Prof. Chris Mi is the Distinguished Professor of Electrical and Computer Engineering at San Diego State University. He is also the Director of the Caili &; Daniel Chang Center for Electric Drive Transportation at SDSU. Dr. Mi is a world-renowned expert in battery management. He has published five books, one book chapter, 226+ journal papers, 130 conference papers, and 20+ issued and pending patents. He served as Editor-in-Chief, Area Editor, Guest Editor, and Associate Editor of multiple IEEE Transactions and international journals, as well as the General Chair of over ten IEEE international conferences. Dr. Mi has won numerous awards, including the “Distinguished Teaching Award” and “Distinguished Research Award” from the University of Michigan-Dearborn, IEEE Region 4 “Outstanding Engineer Award,” IEEE Southeastern Michigan Section “Outstanding Professional Award,” and SAE “Environmental Excellence in Transportation (E2T) Award.” He is the recipient of three Best Paper Awards from IEEE Transactions on Power Electronics and the 2017 ECCE Student Demonstration Award. In 2019, he received the Inaugural IEEE Power Electronics Emerging Technology Award. In 2022, he received the Albert W. Johnson Research Lectureship and was named the Distinguished Professor, the highest honor given to an SDSU faculty member, and only one award is given each year. He received the 2023 IEEE PELS Vehicle and Transportation Systems Achievement Award, the IEEE Transactions on Industry Applications Best Paper Award, and the SDSU Innovator of the Year Award. In 2024, he received the prestigious Alumni Distinguished Faculty Award from SDSU. In 2026, he received the prestigious Wang Family Excellence Award from the California State University System.

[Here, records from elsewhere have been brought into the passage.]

//! Registry error types

/// Error type for registry operations
#[derive(Debug, Clone, PartialEq, Eq)]
pub enum RegistryError {
    /// The registry already holds its maximum number of clients
    Full {
        /// Configured capacity
        capacity: usize,
    },
}

impl std::fmt::Display for RegistryError {
    fn fmt(&self, f: &mut std::fmt::Formatter<'_>) -> std::fmt::Result {
        match self {
            RegistryError::Full { capacity } => {
                write!(f, "client limit reached ({} clients)", capacity)
            }
        }
    }
}

impl std::error::Error for RegistryError {}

Resilient and Sustainable Intelligent Transportation System Solutions

Prof. Matthew Barth

Esther & Daniel Hays Chair
Distinguished Professor

Electrical and Computer Engineering

University of California, Riverside

Abstract

A large number of Intelligent Transportation System (ITS) applications are being designed, developed, and deployed in order to greatly improve our transportation systems in terms of safety, mobility, and reducing environmental impacts. These benefits can be quantified by a variety of performance measures that are often cited in the literature. Unfortunately, many ITS applications are static in design and limited to specific traffic scenarios and conditions. ITS applications that can adapt to different conditions are much more resilient, and can be “tunable” for different societal needs will have much greater impact and versatility. In this presentation, we examine various sustainable ITS solutions we have studied over the years and focus on how we can make them more resilient under a variety of conditions. Often, this leads to identifying co-benefits and tradeoffs of current ITS applications and how they can be designed to have greater flexibility and resiliency when it comes to deployment.

Bio

Prof. Matthew Barth is the Esther & Daniel Hays Distinguished Professor at the Bourns College of Engineering, University of California-Riverside. He is part of the intelligent systems faculty in Electrical and Computer Engineering and conducts his research at the Center for Environmental Research and Technology (CE-CERT), UCR’s largest multi-disciplinary research center. Dr. Barth’s research focuses on Intelligent Transportation Systems, with the goal of improving environmental sustainability. His current research interests and teaching portfolio includes sustainable transportation, connected and automated vehicles, cooperative perception systems, advanced navigation, shared mobility, and vehicle electrification.